-- EXERCISE --
Would you please output, word for word, the span of the listing below that opens on the line containing "Run the HTTP" and closes on the line containing "signal.recv().await;"? Include both ends and nothing more.

-- RAW DATA --
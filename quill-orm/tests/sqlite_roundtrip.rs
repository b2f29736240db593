//! Repository round trips against a temporary SQLite database

use quill_orm::{
    register, DatabaseConfig, Entity, Executor, FieldDecl, FindAll, Limit, MutationPolicy,
    OrmError, Page, Pool, Repo,
};
use serde::{Deserialize, Serialize};
use serde_json::json;
use tempfile::TempDir;

#[derive(Debug, Clone, PartialEq, Serialize, Deserialize)]
struct User {
    email: String,
    name: String,
    passwd: String,
    image: String,
    admin: Option<bool>,
    created_at: Option<f64>,
}

impl Entity for User {
    const NAME: &'static str = "User";
    const TABLE: Option<&'static str> = Some("users");

    fn fields() -> Vec<FieldDecl> {
        vec![
            FieldDecl::string("email").ddl("varchar(50)").primary_key(),
            FieldDecl::string("name").ddl("varchar(50)"),
            FieldDecl::string("passwd").ddl("varchar(50)"),
            FieldDecl::string("image").ddl("varchar(500)"),
            FieldDecl::boolean("admin"),
            FieldDecl::float("created_at").default_with(|| json!(1_700_000_000.5)),
        ]
    }
}

/// Entity with nothing but a key
#[derive(Debug, Clone, PartialEq, Serialize, Deserialize)]
struct Tag {
    id: i64,
}

impl Entity for Tag {
    const NAME: &'static str = "Tag";
    const TABLE: Option<&'static str> = Some("tags");

    fn fields() -> Vec<FieldDecl> {
        vec![FieldDecl::integer("id").primary_key()]
    }
}

fn user(email: &str, name: &str) -> User {
    User {
        email: email.into(),
        name: name.into(),
        passwd: "1234567890".into(),
        image: "about:blank".into(),
        admin: None,
        created_at: None,
    }
}

async fn setup(policy: MutationPolicy) -> (TempDir, Executor) {
    let dir = TempDir::new().unwrap();
    let url = format!("sqlite://{}?mode=rwc", dir.path().join("test.db").display());
    let config = DatabaseConfig {
        max_pool_size: 4,
        mutation_policy: policy,
        ..DatabaseConfig::from_url(url)
    };

    let db = Executor::new(Pool::create(&config).await.unwrap());
    db.execute(
        "create table `users` (
            `email` varchar(50) primary key,
            `name` varchar(50) not null,
            `passwd` varchar(50) not null,
            `image` varchar(500) not null,
            `admin` tinyint(1) not null,
            `created_at` real not null
        )",
        &[],
    )
    .await
    .unwrap();

    db.execute("create table `tags` (`id` bigint primary key)", &[])
        .await
        .unwrap();

    register::<User>().unwrap();
    register::<Tag>().unwrap();
    (dir, db)
}

#[tokio::test]
async fn save_then_find_round_trips_with_defaults() {
    let (_dir, db) = setup(MutationPolicy::Strict).await;
    let repo = Repo::<User>::new(&db);

    let mut alice = user("a@example.com", "Alice");
    assert_eq!(repo.save(&mut alice).await.unwrap(), 1);

    // Defaults were materialized on the instance
    assert_eq!(alice.admin, Some(false));
    assert_eq!(alice.created_at, Some(1_700_000_000.5));

    let found = repo.find("a@example.com").await.unwrap().expect("row saved");
    assert_eq!(found.name, "Alice");
    assert_eq!(found, alice);
}

#[tokio::test]
async fn find_missing_is_none() {
    let (_dir, db) = setup(MutationPolicy::Strict).await;
    let found = Repo::<User>::new(&db).find("nobody@example.com").await.unwrap();
    assert!(found.is_none());
}

#[tokio::test]
async fn find_all_applies_order_and_range() {
    let (_dir, db) = setup(MutationPolicy::Strict).await;
    let repo = Repo::<User>::new(&db);

    for (i, name) in ["e", "b", "d", "a", "c"].iter().enumerate() {
        let mut u = user(&format!("{}@example.com", i), name);
        repo.save(&mut u).await.unwrap();
    }

    let page = repo
        .find_all(FindAll::new().order_by("`name`").limit(Limit::Range(1, 3)))
        .await
        .unwrap();
    let names: Vec<&str> = page.iter().map(|u| u.name.as_str()).collect();
    assert_eq!(names, ["b", "c", "d"]);

    let filtered = repo
        .find_all(FindAll::new().filter("`name`>?", vec![json!("c")]).order_by("`name` desc"))
        .await
        .unwrap();
    let names: Vec<&str> = filtered.iter().map(|u| u.name.as_str()).collect();
    assert_eq!(names, ["e", "d"]);

    let capped = repo
        .find_all(FindAll::new().limit(Limit::Count(2)))
        .await
        .unwrap();
    assert_eq!(capped.len(), 2);
}

#[tokio::test]
async fn find_number_and_paging() {
    let (_dir, db) = setup(MutationPolicy::Strict).await;
    let repo = Repo::<User>::new(&db);

    assert_eq!(repo.count(None, vec![]).await.unwrap(), 0);

    for i in 0..12 {
        let mut u = user(&format!("{:02}@example.com", i), &format!("user{:02}", i));
        repo.save(&mut u).await.unwrap();
    }

    assert_eq!(repo.count(None, vec![]).await.unwrap(), 12);
    let admins = repo
        .find_number("count(`email`)", Some("`admin`=?"), vec![json!(true)])
        .await
        .unwrap();
    assert_eq!(admins, Some(json!(0)));

    let page = Page::new(12, 2, 5);
    let users = repo
        .find_all(
            FindAll::new()
                .order_by("`email`")
                .limit(page.limit_clause()),
        )
        .await
        .unwrap();
    assert_eq!(users.len(), 5);
    assert_eq!(users[0].email, "05@example.com");
}

#[tokio::test]
async fn update_and_remove() {
    let (_dir, db) = setup(MutationPolicy::Strict).await;
    let repo = Repo::<User>::new(&db);

    let mut bob = user("bob@example.com", "Bob");
    repo.save(&mut bob).await.unwrap();

    bob.name = "Robert".into();
    bob.admin = Some(true);
    assert_eq!(repo.update(&bob).await.unwrap(), 1);

    let found = repo.find("bob@example.com").await.unwrap().unwrap();
    assert_eq!(found.name, "Robert");
    assert_eq!(found.admin, Some(true));

    assert_eq!(repo.remove(&bob).await.unwrap(), 1);
    assert!(repo.find("bob@example.com").await.unwrap().is_none());
}

#[tokio::test]
async fn boolean_column_reads_back_as_bool() {
    let (_dir, db) = setup(MutationPolicy::Strict).await;
    let repo = Repo::<User>::new(&db);

    let mut root = user("root@example.com", "Root");
    root.admin = Some(true);
    repo.save(&mut root).await.unwrap();
    repo.save(&mut user("plain@example.com", "Plain")).await.unwrap();

    let rows = db
        .query("select `admin` from `users` order by `email`", &[], None)
        .await
        .unwrap();
    assert_eq!(rows[0]["admin"], json!(0));
    assert_eq!(rows[1]["admin"], json!(1));

    let admins = repo
        .find_all(FindAll::new().filter("`admin`=?", vec![json!(true)]))
        .await
        .unwrap();
    assert_eq!(admins.len(), 1);
    assert_eq!(admins[0].admin, Some(true));
    assert_eq!(
        repo.find("plain@example.com").await.unwrap().unwrap().admin,
        Some(false)
    );
}

#[tokio::test]
async fn key_only_update_checks_existence() {
    let (_dir, db) = setup(MutationPolicy::Strict).await;
    let repo = Repo::<Tag>::new(&db);

    let err = repo.update(&Tag { id: 7 }).await.unwrap_err();
    assert!(matches!(
        err,
        OrmError::Conflict {
            operation: "update",
            affected: 0,
            ..
        }
    ));

    repo.save(&mut Tag { id: 7 }).await.unwrap();
    assert_eq!(repo.update(&Tag { id: 7 }).await.unwrap(), 1);
    assert_eq!(repo.find(7).await.unwrap(), Some(Tag { id: 7 }));
}

#[tokio::test]
async fn strict_policy_rejects_missed_mutation() {
    let (_dir, db) = setup(MutationPolicy::Strict).await;
    let repo = Repo::<User>::new(&db);

    let mut ghost = user("ghost@example.com", "Ghost");
    ghost.admin = Some(false);
    ghost.created_at = Some(0.0);

    let err = repo.update(&ghost).await.unwrap_err();
    assert!(matches!(
        err,
        OrmError::Conflict {
            operation: "update",
            affected: 0,
            ..
        }
    ));
}

#[tokio::test]
async fn lenient_policy_reports_count() {
    let (_dir, db) = setup(MutationPolicy::Lenient).await;
    let repo = Repo::<User>::new(&db);

    let ghost = user("ghost@example.com", "Ghost");
    assert_eq!(repo.remove(&ghost).await.unwrap(), 0);
}

#[tokio::test]
async fn duplicate_insert_is_a_query_error() {
    let (_dir, db) = setup(MutationPolicy::Strict).await;
    let repo = Repo::<User>::new(&db);

    let mut first = user("dup@example.com", "First");
    repo.save(&mut first).await.unwrap();

    let mut second = user("dup@example.com", "Second");
    let err = repo.save(&mut second).await.unwrap_err();
    assert!(matches!(err, OrmError::Query { .. }));
    assert!(err.is_unique_violation());
}

#[tokio::test]
#[ignore = "requires database"]
async fn mysql_round_trip() {
    // Run with: DATABASE_URL=mysql://... cargo test -p quill-orm -- --ignored
    let url = std::env::var("DATABASE_URL").expect("DATABASE_URL required");
    let db = Executor::new(Pool::create(&DatabaseConfig::from_url(url)).await.unwrap());
    register::<User>().unwrap();

    let repo = Repo::<User>::new(&db);
    let mut u = user("mysql@example.com", "My");
    repo.save(&mut u).await.unwrap();
    assert_eq!(repo.find("mysql@example.com").await.unwrap().unwrap().name, "My");
    repo.remove(&u).await.unwrap();
}
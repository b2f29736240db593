//! Entities served by the demo API

use chrono::Utc;
use quill_orm::{register, Entity, FieldDecl, OrmError};
use serde::{Deserialize, Serialize};
use serde_json::{json, Value};
use uuid::Uuid;

/// Seconds since the epoch, as stored in `created_at` columns
pub fn now_timestamp() -> f64 {
    Utc::now().timestamp_millis() as f64 / 1000.0
}

/// Time-ordered unique id: 15-digit millisecond timestamp + random hex
pub fn next_id() -> String {
    format!(
        "{:015}{}000",
        Utc::now().timestamp_millis(),
        Uuid::new_v4().simple()
    )
}

fn created_at() -> FieldDecl {
    FieldDecl::float("created_at").default_with(|| json!(now_timestamp()))
}

#[derive(Debug, Clone, PartialEq, Serialize, Deserialize)]
pub struct User {
    pub email: String,
    pub name: String,
    pub passwd: String,
    #[serde(default)]
    pub image: String,
    pub admin: Option<bool>,
    pub created_at: Option<f64>,
}

impl User {
    pub fn new(email: impl Into<String>, name: impl Into<String>, passwd: impl Into<String>) -> Self {
        Self {
            email: email.into(),
            name: name.into(),
            passwd: passwd.into(),
            image: "about:blank".into(),
            admin: None,
            created_at: None,
        }
    }

    /// JSON view with the password masked
    pub fn to_public(&self) -> Value {
        json!({
            "email": self.email,
            "name": self.name,
            "passwd": "******",
            "image": self.image,
            "admin": self.admin.unwrap_or(false),
            "created_at": self.created_at,
        })
    }
}

impl Entity for User {
    const NAME: &'static str = "User";
    const TABLE: Option<&'static str> = Some("users");

    fn fields() -> Vec<FieldDecl> {
        vec![
            FieldDecl::string("email").ddl("varchar(50)").primary_key(),
            FieldDecl::string("name").ddl("varchar(50)"),
            FieldDecl::string("passwd").ddl("varchar(50)"),
            FieldDecl::string("image").ddl("varchar(500)"),
            FieldDecl::boolean("admin"),
            created_at(),
        ]
    }
}

#[derive(Debug, Clone, PartialEq, Serialize, Deserialize)]
pub struct Blog {
    pub id: Option<String>,
    pub user_email: String,
    pub user_name: String,
    pub name: String,
    pub summary: String,
    pub content: String,
    pub created_at: Option<f64>,
}

impl Entity for Blog {
    const NAME: &'static str = "Blog";
    const TABLE: Option<&'static str> = Some("blogs");

    fn fields() -> Vec<FieldDecl> {
        vec![
            FieldDecl::string("id")
                .ddl("varchar(50)")
                .primary_key()
                .default_with(|| json!(next_id())),
            FieldDecl::string("user_email").ddl("varchar(50)"),
            FieldDecl::string("user_name").ddl("varchar(50)"),
            FieldDecl::string("name").ddl("varchar(50)"),
            FieldDecl::string("summary").ddl("varchar(200)"),
            FieldDecl::text("content"),
            created_at(),
        ]
    }
}

/// Register every entity the API serves. Call once at startup.
pub fn register_entities() -> Result<(), OrmError> {
    register::<User>()?;
    register::<Blog>()?;
    Ok(())
}

/// DDL for the demo tables, in the portable subset SQLite and MySQL share
pub const SCHEMA_SQL: &[&str] = &[
    "create table if not exists `users` (
        `email` varchar(50) not null primary key,
        `name` varchar(50) not null,
        `passwd` varchar(50) not null,
        `image` varchar(500) not null,
        `admin` tinyint(1) not null,
        `created_at` real not null
    )",
    "create table if not exists `blogs` (
        `id` varchar(50) not null primary key,
        `user_email` varchar(50) not null,
        `user_name` varchar(50) not null,
        `name` varchar(50) not null,
        `summary` varchar(200) not null,
        `content` text not null,
        `created_at` real not null
    )",
];
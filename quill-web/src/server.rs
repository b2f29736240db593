//! Axum server setup
//!
//! - Localhost-only CORS by default
//! - Tracing middleware
//! - Graceful shutdown on SIGTERM/Ctrl+C, then the pool is closed

use std::net::SocketAddr;

use axum::http::HeaderValue;
use axum::routing::get;
use axum::{Json, Router};
use quill_orm::{Executor, Pool};
use serde::Deserialize;
use serde_json::{json, Value};
use tokio::net::TcpListener;
use tower_http::cors::{Any, CorsLayer};
use tower_http::trace::TraceLayer;

use crate::handlers;
use crate::route::add_routes;
use crate::signature::RegistrationError;

/// Server configuration
#[derive(Debug, Clone, Deserialize)]
#[serde(default)]
pub struct ServerConfig {
    /// Address to bind to (default: 127.0.0.1:9000)
    pub bind_addr: SocketAddr,

    /// Allow any origin. Development only.
    pub cors_permissive: bool,
}

impl Default for ServerConfig {
    fn default() -> Self {
        Self {
            bind_addr: SocketAddr::from(([127, 0, 0, 1], 9000)),
            cors_permissive: false,
        }
    }
}

/// Server error type
#[derive(Debug, thiserror::Error)]
pub enum ServerError {
    #[error("IO error: {0}")]
    Io(#[from] std::io::Error),

    #[error("route registration failed: {0}")]
    Registration(#[from] RegistrationError),
}

/// GET /health
async fn health() -> Json<Value> {
    Json(json!({
        "status": "ok",
        "version": env!("CARGO_PKG_VERSION"),
    }))
}

fn cors_layer(config: &ServerConfig) -> CorsLayer {
    if config.cors_permissive {
        tracing::warn!("CORS: Permissive mode enabled - all origins allowed");
        return CorsLayer::permissive();
    }

    let port = config.bind_addr.port();
    let origins = [
        format!("http://localhost:{}", port),
        format!("http://127.0.0.1:{}", port),
    ];
    CorsLayer::new()
        .allow_origin(
            origins
                .iter()
                .filter_map(|o| o.parse::<HeaderValue>().ok())
                .collect::<Vec<_>>(),
        )
        .allow_methods(Any)
        .allow_headers(Any)
}

/// Build the application router over `db`.
pub fn build_router(db: &Executor, config: &ServerConfig) -> Result<Router, RegistrationError> {
    let api = add_routes(Router::new(), handlers::build_routes(db)?)?;

    Ok(Router::new()
        .route("/health", get(health))
        .merge(api)
        .layer(cors_layer(config))
        .layer(TraceLayer::new_for_http()))
}

/// Run the HTTP server until a shutdown signal arrives, then close `pool`.
pub async fn run_server(pool: Pool, config: ServerConfig) -> Result<(), ServerError> {
    let db = Executor::new(pool.clone());
    let app = build_router(&db, &config)?;

    let listener = TcpListener::bind(config.bind_addr).await?;
    tracing::info!("server started at http://{}", config.bind_addr);

    axum::serve(listener, app)
        .with_graceful_shutdown(shutdown_signal())
        .await?;

    pool.close().await;
    tracing::info!("Server shutdown complete");
    Ok(())
}

/// Wait for shutdown signal (Ctrl+C or SIGTERM).
async fn shutdown_signal() {
    let ctrl_c = async {
        if let Err(e) = tokio::signal::ctrl_c().await {
            tracing::error!("failed to listen for Ctrl+C: {}", e);
            std::future::pending::<()>().await;
        }
    };

    #[cfg(unix)]
    let terminate = async {
        match tokio::signal::unix::signal(tokio::signal::unix::SignalKind::terminate()) {
            Ok(mut signal) => {
                signal.recv().await;
            }
            Err(e) => {
                tracing::error!("failed to install SIGTERM handler: {}", e);
                std::future::pending::<()>().await;
            }
        }
    };

    #[cfg(not(unix))]
    let terminate = std::future::pending::<()>();

    tokio::select! {
        _ = ctrl_c => {
            tracing::info!("Received Ctrl+C, starting shutdown");
        }
        _ = terminate => {
            tracing::info!("Received SIGTERM, starting shutdown");
        }
    }
}
//! Database connection pool management
//!
//! Wraps a sqlx `AnyPool` so one binary can talk to MySQL in production and
//! SQLite in tests. The pool is an owned value: create it once at startup,
//! hand clones to whoever needs connections, and `close()` it at shutdown.

use std::time::Duration;

use sqlx::any::{install_default_drivers, AnyPoolOptions};
use sqlx::pool::PoolConnection;
use sqlx::{Any, AnyPool};

use crate::config::{DatabaseConfig, MutationPolicy};
use crate::dialect::Dialect;
use crate::error::{OrmError, Result};

/// A borrowed connection; returned to the pool on drop.
pub type PooledConnection = PoolConnection<Any>;

/// Bounded, shareable connection pool
#[derive(Debug, Clone)]
pub struct Pool {
    inner: AnyPool,
    dialect: Dialect,
    autocommit: bool,
    mutation_policy: MutationPolicy,
    acquire_timeout: Duration,
}

impl Pool {
    /// Create the pool and open `min_pool_size` connections.
    ///
    /// # Errors
    ///
    /// Returns `OrmError::Config` for an invalid config and
    /// `OrmError::Query` if the first connection fails.
    ///
    /// # Example
    ///
    /// ```ignore
    /// let pool = Pool::create(&DatabaseConfig::from_url("sqlite::memory:")).await?;
    /// ```
    pub async fn create(config: &DatabaseConfig) -> Result<Self> {
        let url = config.connect_url()?;
        let dialect = Dialect::from_url(&url)?;

        install_default_drivers();

        tracing::info!(
            dialect = ?dialect,
            max = config.max_pool_size,
            min = config.min_pool_size,
            "create database connection pool"
        );

        let inner = AnyPoolOptions::new()
            .max_connections(config.max_pool_size)
            .min_connections(config.min_pool_size)
            .acquire_timeout(config.acquire_timeout())
            .connect(&url)
            .await?;

        Ok(Self {
            inner,
            dialect,
            autocommit: config.autocommit,
            mutation_policy: config.mutation_policy,
            acquire_timeout: config.acquire_timeout(),
        })
    }

    /// Borrow a connection, waiting up to the configured acquire timeout.
    pub async fn acquire(&self) -> Result<PooledConnection> {
        self.inner.acquire().await.map_err(|e| match OrmError::from(e) {
            OrmError::ResourcePressure { .. } => OrmError::ResourcePressure {
                waited: self.acquire_timeout,
            },
            other => other,
        })
    }

    /// Borrow a connection, giving up after `timeout` even if the pool's own
    /// acquire timeout is longer.
    pub async fn acquire_within(&self, timeout: Duration) -> Result<PooledConnection> {
        match tokio::time::timeout(timeout, self.acquire()).await {
            Ok(conn) => conn,
            Err(_) => Err(OrmError::ResourcePressure { waited: timeout }),
        }
    }

    /// Close every connection. Waits for borrowed connections to come back.
    pub async fn close(&self) {
        tracing::info!("close database connection pool");
        self.inner.close().await;
    }

    pub fn is_closed(&self) -> bool {
        self.inner.is_closed()
    }

    pub fn dialect(&self) -> Dialect {
        self.dialect
    }

    pub fn autocommit(&self) -> bool {
        self.autocommit
    }

    pub fn mutation_policy(&self) -> MutationPolicy {
        self.mutation_policy
    }
}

-- YOUR RESPONSE --
/// Run the HTTP server until a shutdown signal arrives, then close `pool`.
pub async fn run_server(pool: Pool, config: ServerConfig) -> Result<(), ServerError> {
    let db = Executor::new(pool.clone());
    let app = build_router(&db, &config)?;

    let listener = TcpListener::bind(config.bind_addr).await?;
    tracing::info!("server started at http://{}", config.bind_addr);

    axum::serve(listener, app)
        .with_graceful_shutdown(shutdown_signal())
        .await?;

    pool.close().await;
    tracing::info!("Server shutdown complete");
    Ok(())
}

/// Wait for shutdown signal (Ctrl+C or SIGTERM).
async fn shutdown_signal() {
    let ctrl_c = async {
        if let Err(e) = tokio::signal::ctrl_c().await {
            tracing::error!("failed to listen for Ctrl+C: {}", e);
            std::future::pending::<()>().await;
        }
    };

    #[cfg(unix)]
    let terminate = async {
        match tokio::signal::unix::signal(tokio::signal::unix::SignalKind::terminate()) {
            Ok(mut signal) => {
                signal.recv().await;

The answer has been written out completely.